The Shoreditch – routinely pronounced Shore-eh-deetch - is the latest addition to what could be termed the alt dining scene of the city; marketing slogan - ‘we are the wok, we are the burger, we are the shoreditch.’ I dodge the bullet of traditional Kazakh delicacies like shuzhuk (horse meat sausage) and kumys (fermented mare’s milk) by taking cover here. The music is not reliable but the service is attentive and the cocktails and bistro style food are excellent. There is as yet no sign of a hipster influx but the writing is on the wall - opposite the cloakroom to be precise. Brick Lane says the faux London street sign, complete with Bengali iteration underneath.
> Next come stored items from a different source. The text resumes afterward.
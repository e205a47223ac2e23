//! TradeQuest Types - Canonical domain types for the league system
//!
//! This crate contains the foundational types shared by the league engine,
//! the persistence layer and the batch job, with zero dependencies on other
//! tradequest crates. It defines:
//!
//! - Identity types (UserId, NotificationId, CycleRunId)
//! - Tier names and cycle anchors
//! - League membership records and the updates applied at cycle close
//! - Notifications emitted to members
//!
//! # Lifecycle of a membership
//!
//! ```text
//! join (lowest tier, score 0) → XP awards during the cycle → cycle close
//!     → new tier, counters updated, score reset → next cycle ...
//! ```

pub mod identity;
pub mod tier;
pub mod cycle;
pub mod membership;
pub mod notification;
pub mod error;

pub use identity::*;
pub use tier::*;
pub use cycle::*;
pub use membership::*;
pub use notification::*;
pub use error::*;
//! # Zone Classifier
//!
//! Decides whether a rank within a cohort lands in the promotion zone, the
//! demotion zone, or neither. Promotion is checked first, so in cohorts small
//! enough for the two zones to overlap, the overlapping ranks are promoted.

use serde::{Deserialize, Serialize};

use crate::config::CycleConfig;
use crate::{LeagueError, LeagueResult};
use tradequest_types::TierName;

/// Outcome zone for one member at cycle close
#[derive(Debug, Clone, Copy, PartialEq, Eq, Hash, Serialize, Deserialize)]
#[serde(rename_all = "snake_case")]
pub enum Zone {
    Promotion,
    Demotion,
    Safe,
}

impl Zone {
    /// Display name
    pub fn display_name(&self) -> &'static str {
        match self {
            Self::Promotion => "Promotion zone",
            Self::Demotion => "Demotion zone",
            Self::Safe => "Safe",
        }
    }
}

/// Classify a 1-based `rank` in a cohort of `cohort_size` members of `tier`.
///
/// Members at the top of the ladder cannot be promoted and members at the
/// bottom cannot be demoted; both stay `Safe`. Cohorts no larger than the
/// demotion zone never demote anyone.
pub fn classify_zone(
    config: &CycleConfig,
    tier: &TierName,
    rank: usize,
    cohort_size: usize,
) -> LeagueResult<Zone> {
    if !config.ladder.contains(tier) {
        return Err(LeagueError::UnknownTier(tier.clone()));
    }

    if rank <= config.promotion_zone {
        return Ok(if config.ladder.next_tier(tier).is_some() {
            Zone::Promotion
        } else {
            Zone::Safe
        });
    }

    if cohort_size > config.demotion_zone && rank > cohort_size - config.demotion_zone {
        return Ok(if config.ladder.previous_tier(tier).is_some() {
            Zone::Demotion
        } else {
            Zone::Safe
        });
    }

    Ok(Zone::Safe)
}

#[cfg(test)]
mod tests {
    use super::*;

    fn config() -> CycleConfig {
        CycleConfig::default().with_zones(10, 5)
    }

    fn gold() -> TierName {
        TierName::from("Gold")
    }

    #[test]
    fn test_promotion_boundary_in_large_cohort() {
        let config = config();
        assert_eq!(classify_zone(&config, &gold(), 10, 50).unwrap(), Zone::Promotion);
        assert_eq!(classify_zone(&config, &gold(), 11, 50).unwrap(), Zone::Safe);
        assert_eq!(classify_zone(&config, &gold(), 45, 50).unwrap(), Zone::Safe);
        assert_eq!(classify_zone(&config, &gold(), 46, 50).unwrap(), Zone::Demotion);
        assert_eq!(classify_zone(&config, &gold(), 50, 50).unwrap(), Zone::Demotion);
    }

    #[test]
    fn test_promotion_wins_over_demotion_when_zones_overlap() {
        let config = config();
        // Cohort of 12: demotion zone is ranks 8-12, promotion zone 1-10.
        for rank in 8..=10 {
            assert_eq!(classify_zone(&config, &gold(), rank, 12).unwrap(), Zone::Promotion);
        }
        assert_eq!(classify_zone(&config, &gold(), 11, 12).unwrap(), Zone::Demotion);
        assert_eq!(classify_zone(&config, &gold(), 12, 12).unwrap(), Zone::Demotion);
    }

    #[test]
    fn test_small_cohort_never_demotes() {
        let config = config().with_zones(1, 5);
        for rank in 1..=5 {
            assert_ne!(classify_zone(&config, &gold(), rank, 5).unwrap(), Zone::Demotion);
        }
        assert_eq!(classify_zone(&config, &gold(), 6, 6).unwrap(), Zone::Demotion);
    }

    #[test]
    fn test_ladder_edges_stay_safe() {
        let config = config();
        let top = config.ladder.highest().clone();
        let bottom = config.ladder.lowest().clone();
        assert_eq!(classify_zone(&config, &top, 1, 50).unwrap(), Zone::Safe);
        assert_eq!(classify_zone(&config, &bottom, 50, 50).unwrap(), Zone::Safe);
        assert_eq!(classify_zone(&config, &bottom, 1, 50).unwrap(), Zone::Promotion);
        assert_eq!(classify_zone(&config, &top, 50, 50).unwrap(), Zone::Demotion);
    }

    #[test]
    fn test_unknown_tier_is_an_error() {
        let result = classify_zone(&config(), &TierName::from("Wood"), 1, 10);
        assert!(matches!(result, Err(LeagueError::UnknownTier(_))));
    }
}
Unusually, given the hubristic tendency of most of Astana’s landmarks, the Pyramid (aka Palace of Peace and Reconciliation), designed by Foster and partners, does not challenge the Great Pyramid at Giza for size. Its 62 metre elevation is nonetheless bizarre enough to have overexcited the Internet’s truth seekers, who see it as irrefutable evidence that Astana is the capital of the Illuminati. The stark faceted lines of the black foyers and stairways on the lower levels do indeed have a sinister edge – and would serve well as a cosy retreat for Darth Vader and a few of his favourite stormtroopers.


At the top however Foster has created a thing of transcendental beauty. Modelled on the UN Security Council chamber, this is where the world’s religious leaders are invited for a congress every three years. They sit at a circular table under a glazed apex imprinted with translucent images of doves in flight against a blue and gold sky. The stained glass by British artist Brian Clarke is truly uplifting, though it could well bring on a screaming fit in anyone who has seen Hitchcock’s The Birds.
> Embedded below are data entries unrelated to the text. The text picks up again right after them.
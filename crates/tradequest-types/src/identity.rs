//! Identity types for TradeQuest
//!
//! All identity types are strongly typed wrappers around UUIDs to prevent
//! accidental mixing of different ID types. They are totally ordered so that
//! they can serve as deterministic tie-breaks when ranking.

use serde::{Deserialize, Serialize};
use std::fmt;
use uuid::Uuid;

/// Macro to generate ID types with common implementations
macro_rules! define_id_type {
    ($name:ident, $prefix:literal, $doc:literal) => {
        #[doc = $doc]
        #[derive(Debug, Clone, Copy, PartialEq, Eq, PartialOrd, Ord, Hash, Serialize, Deserialize)]
        #[serde(transparent)]
        pub struct $name(pub Uuid);

        impl $name {
            /// Create a new random ID
            pub fn new() -> Self {
                Self(Uuid::new_v4())
            }

            /// Create from an existing UUID
            pub fn from_uuid(uuid: Uuid) -> Self {
                Self(uuid)
            }

            /// Parse from a string (with or without prefix)
            pub fn parse(s: &str) -> Result<Self, uuid::Error> {
                let s = s.strip_prefix(concat!($prefix, "_")).unwrap_or(s);
                Ok(Self(Uuid::parse_str(s)?))
            }

            /// Get the inner UUID
            pub fn as_uuid(&self) -> &Uuid {
                &self.0
            }

            /// Convert to prefixed string
            pub fn to_prefixed_string(&self) -> String {
                format!("{}_{}", $prefix, self.0)
            }
        }

        impl Default for $name {
            fn default() -> Self {
                Self::new()
            }
        }

        impl fmt::Display for $name {
            fn fmt(&self, f: &mut fmt::Formatter<'_>) -> fmt::Result {
                write!(f, "{}_{}", $prefix, self.0)
            }
        }

        impl From<Uuid> for $name {
            fn from(uuid: Uuid) -> Self {
                Self(uuid)
            }
        }

        impl AsRef<Uuid> for $name {
            fn as_ref(&self) -> &Uuid {
                &self.0
            }
        }
    };
}

define_id_type!(UserId, "user", "Unique identifier for an app user (league member)");
define_id_type!(NotificationId, "notif", "Unique identifier for a queued notification");
define_id_type!(CycleRunId, "run", "Unique identifier for one execution of the cycle-close job");
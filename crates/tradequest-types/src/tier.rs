//! League tier names

use serde::{Deserialize, Serialize};
use std::fmt;

/// Name of a league tier (a rung on the tier ladder).
///
/// Ordering between tiers is defined by the ladder, not by the name; the
/// derived `Ord` is alphabetical and only used for deterministic listing of
/// names the ladder does not know.
#[derive(Debug, Clone, PartialEq, Eq, PartialOrd, Ord, Hash, Serialize, Deserialize)]
#[serde(transparent)]
pub struct TierName(String);

impl TierName {
    /// Create a tier name
    pub fn new(name: impl Into<String>) -> Self {
        Self(name.into())
    }

    /// Borrow the name
    pub fn as_str(&self) -> &str {
        &self.0
    }

    /// Consume into the inner string
    pub fn into_inner(self) -> String {
        self.0
    }
}

impl fmt::Display for TierName {
    fn fmt(&self, f: &mut fmt::Formatter<'_>) -> fmt::Result {
        f.write_str(&self.0)
    }
}

impl From<&str> for TierName {
    fn from(s: &str) -> Self {
        Self(s.to_string())
    }
}

impl From<String> for TierName {
    fn from(s: String) -> Self {
        Self(s)
    }
}

impl AsRef<str> for TierName {
    fn as_ref(&self) -> &str {
        &self.0
    }
}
Birds are big in Kazakhstan. The image of the Samruk, a mythical bird of happiness that looks much like a Golden Eagle, is ubiquitous. Its symbolic ‘egg’ (a 300 ton ball of glass) is perched on top of the wacky Bayterek tower, a vanity project worthy of any Great Khan. The ball contains the gold hand imprint of the President. Visitors can touch palms with His Greatness and make a wish.


The cult of Nazarbayev's personality also hangs over the National Museum like the huge flapping plastic Samruk suspended from the ceiling of the nine storey atrium. The identification of nation with the president is hammered home in the various exhibition halls – dotted with statues and likenesses rendered on canvas and carpet. Yes, carpet.
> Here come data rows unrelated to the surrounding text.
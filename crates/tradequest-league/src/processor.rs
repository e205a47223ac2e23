//! # League Cycle Processor
//!
//! The scheduled monthly job. Given the cycle being closed it:
//!
//! 1. takes a [`Snapshot`] of every cohort,
//! 2. plans every member's transition from that snapshot,
//! 3. commits cohorts concurrently (members within a cohort in rank order).
//!
//! `run` never fails as a whole. Everything that goes wrong is reported in
//! the returned [`CycleSummary`] so the scheduler can decide whether to alert
//! or retry. A retry only writes members that were not yet advanced, and
//! ranks them against the full cohort they closed in.

use std::sync::Arc;

use chrono::{DateTime, Utc};
use futures::stream::{self, StreamExt};
use serde::{Deserialize, Serialize};
use tracing::{error, info, warn};

use crate::committer::{CohortReport, CycleCommitter};
use crate::config::CycleConfig;
use crate::failure::{CycleFailure, FailureStage};
use crate::snapshot::{Snapshot, SnapshotLoader};
use crate::store::{MembershipStore, NotificationSink};
use crate::transition::{plan_cycle, CyclePlan};
use crate::LeagueResult;
use tradequest_types::{CycleAnchor, CycleRunId};

/// Default number of cohorts committed at the same time
pub const DEFAULT_MAX_PARALLEL_COHORTS: usize = 4;

/// Report of one cycle close
#[derive(Debug, Clone, Serialize, Deserialize)]
pub struct CycleSummary {
    pub run_id: CycleRunId,
    pub closing_cycle: CycleAnchor,
    /// `None` only when the next cycle could not be derived
    pub next_cycle: Option<CycleAnchor>,
    /// Members whose record was advanced by this run
    pub processed_count: usize,
    pub promotions: usize,
    pub demotions: usize,
    /// Members skipped because an earlier run already advanced them
    pub already_closed: usize,
    pub failures: Vec<CycleFailure>,
    pub cohorts: Vec<CohortReport>,
    pub started_at: DateTime<Utc>,
    pub timestamp: DateTime<Utc>,
}

impl CycleSummary {
    /// True when nothing failed
    pub fn is_clean(&self) -> bool {
        self.failures.is_empty()
    }

    /// Failures that name a member
    pub fn failed_members(&self) -> impl Iterator<Item = &CycleFailure> {
        self.failures.iter().filter(|f| f.user_id.is_some())
    }
}

/// Monthly league reset job
pub struct LeagueCycleProcessor {
    store: Arc<dyn MembershipStore>,
    committer: CycleCommitter,
    config: CycleConfig,
    max_parallel_cohorts: usize,
}

impl LeagueCycleProcessor {
    pub fn new(store: Arc<dyn MembershipStore>, sink: Arc<dyn NotificationSink>, config: CycleConfig) -> Self {
        Self {
            committer: CycleCommitter::new(store.clone(), sink),
            store,
            config,
            max_parallel_cohorts: DEFAULT_MAX_PARALLEL_COHORTS,
        }
    }

    /// Bound how many cohorts are loaded and committed at once
    pub fn with_max_parallel_cohorts(mut self, max: usize) -> Self {
        self.max_parallel_cohorts = max.max(1);
        self
    }

    pub fn config(&self) -> &CycleConfig {
        &self.config
    }

    /// Freeze every cohort for the close of `closing_cycle`
    pub async fn snapshot(&self, closing_cycle: CycleAnchor) -> Snapshot {
        SnapshotLoader::new(self.store.as_ref(), &self.config.ladder)
            .with_concurrency(self.max_parallel_cohorts)
            .load(closing_cycle)
            .await
    }

    /// Compute the close of `closing_cycle` without writing anything
    pub async fn dry_run(&self, closing_cycle: CycleAnchor) -> LeagueResult<CyclePlan> {
        let snapshot = self.snapshot(closing_cycle).await;
        plan_cycle(&snapshot, &self.config)
    }

    /// Close `closing_cycle`: rank every cohort, move members between tiers,
    /// reset scores and notify everyone.
    pub async fn run(&self, closing_cycle: CycleAnchor) -> CycleSummary {
        let run_id = CycleRunId::new();
        let started_at = Utc::now();
        info!(run_id = %run_id, cycle = %closing_cycle, "Starting league cycle close");

        let snapshot = self.snapshot(closing_cycle).await;

        let plan = match plan_cycle(&snapshot, &self.config) {
            Ok(plan) => plan,
            Err(e) => {
                // Only reachable when the next cycle cannot be derived.
                error!(run_id = %run_id, cycle = %closing_cycle, error = %e, "Cannot plan cycle close");
                let mut failures = snapshot.failures;
                failures.push(CycleFailure::run(FailureStage::Transition, e.to_string()));
                return CycleSummary {
                    run_id,
                    closing_cycle,
                    next_cycle: None,
                    processed_count: 0,
                    promotions: 0,
                    demotions: 0,
                    already_closed: snapshot.already_closed,
                    failures,
                    cohorts: Vec::new(),
                    started_at,
                    timestamp: Utc::now(),
                };
            }
        };

        let CyclePlan {
            next_cycle,
            cohorts,
            load_failures,
            already_closed,
            ..
        } = plan;

        // Cohorts share nothing mutable, so they commit independently.
        let mut reports: Vec<CohortReport> = stream::iter(cohorts)
            .map(|cohort| self.committer.commit_cohort(cohort))
            .buffer_unordered(self.max_parallel_cohorts)
            .collect()
            .await;
        reports.sort_by_key(|r| self.config.ladder.index_of(&r.tier).unwrap_or(usize::MAX));

        let mut failures = load_failures;
        failures.extend(reports.iter().flat_map(|r| r.failures.iter().cloned()));

        let summary = CycleSummary {
            run_id,
            closing_cycle,
            next_cycle: Some(next_cycle),
            processed_count: reports.iter().map(|r| r.processed).sum(),
            promotions: reports.iter().map(|r| r.promotions).sum(),
            demotions: reports.iter().map(|r| r.demotions).sum(),
            already_closed,
            failures,
            cohorts: reports,
            started_at,
            timestamp: Utc::now(),
        };

        if summary.is_clean() {
            info!(
                run_id = %run_id,
                cycle = %closing_cycle,
                processed = summary.processed_count,
                promotions = summary.promotions,
                demotions = summary.demotions,
                already_closed = summary.already_closed,
                "League cycle closed"
            );
        } else {
            warn!(
                run_id = %run_id,
                cycle = %closing_cycle,
                processed = summary.processed_count,
                promotions = summary.promotions,
                demotions = summary.demotions,
                failures = summary.failures.len(),
                "League cycle closed with failures"
            );
        }

        summary
    }
}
The national fascination with all that glitters is rooted in history. Thousands of intricately worked Scythian gold trinkets found in ancient burial mounds on the steppes are displayed in the Hall of Gold; some of the motifs are easily recognised as flying elks, contorted horses and stylised mountain ranges. Others seem to be mislabelled – one group identified as ‘tigers’ has an uncanny likeness to the Bad Piggies in the Angry Birds games franchise.


The centrepiece of the Hall of Gold is a 4th century BC warrior prince, ‘The Golden Man’. He is resplendent in a replica outfit festooned with precious doodads and has been adopted as a symbol of nationhood. The golden hoard is impressive – but typically too much is never enough. The collection is upstaged by the dizzying display of 40,000 perspex swizzle sticks lit up by ever morphing coloured LEDs in the vestibule leading into the exhibition.


This year another exhibition on a much grander scale is preoccupying Astana – Expo 2017 (themed ‘Future Energy’) is due to start in June. The National Pavilion of Kazakhstan – a scifi installation titled “the Sphere” - is already visible among the canyons of cranes frantically getting the site ready. The organisers say they are expecting five million visits; a figure that is widely met with scepticism in a country of just 17 million. But in this city reality is on permanent hold. Thinking BIG is a prerequisite and it seems churlish to quibble.


There is an exuberance to Astana that defies sense and taste. After the initial shock I find myself swept along by the sheer brazen swagger of it all. These are the stately pleasure domes of a futuristic Xanadu. Astana is both a patchwork of outrageous dreams and, to borrow from the American metal band Pantera, a ‘vulgar display of power.’ Either way for a first time visitor – it is a trip.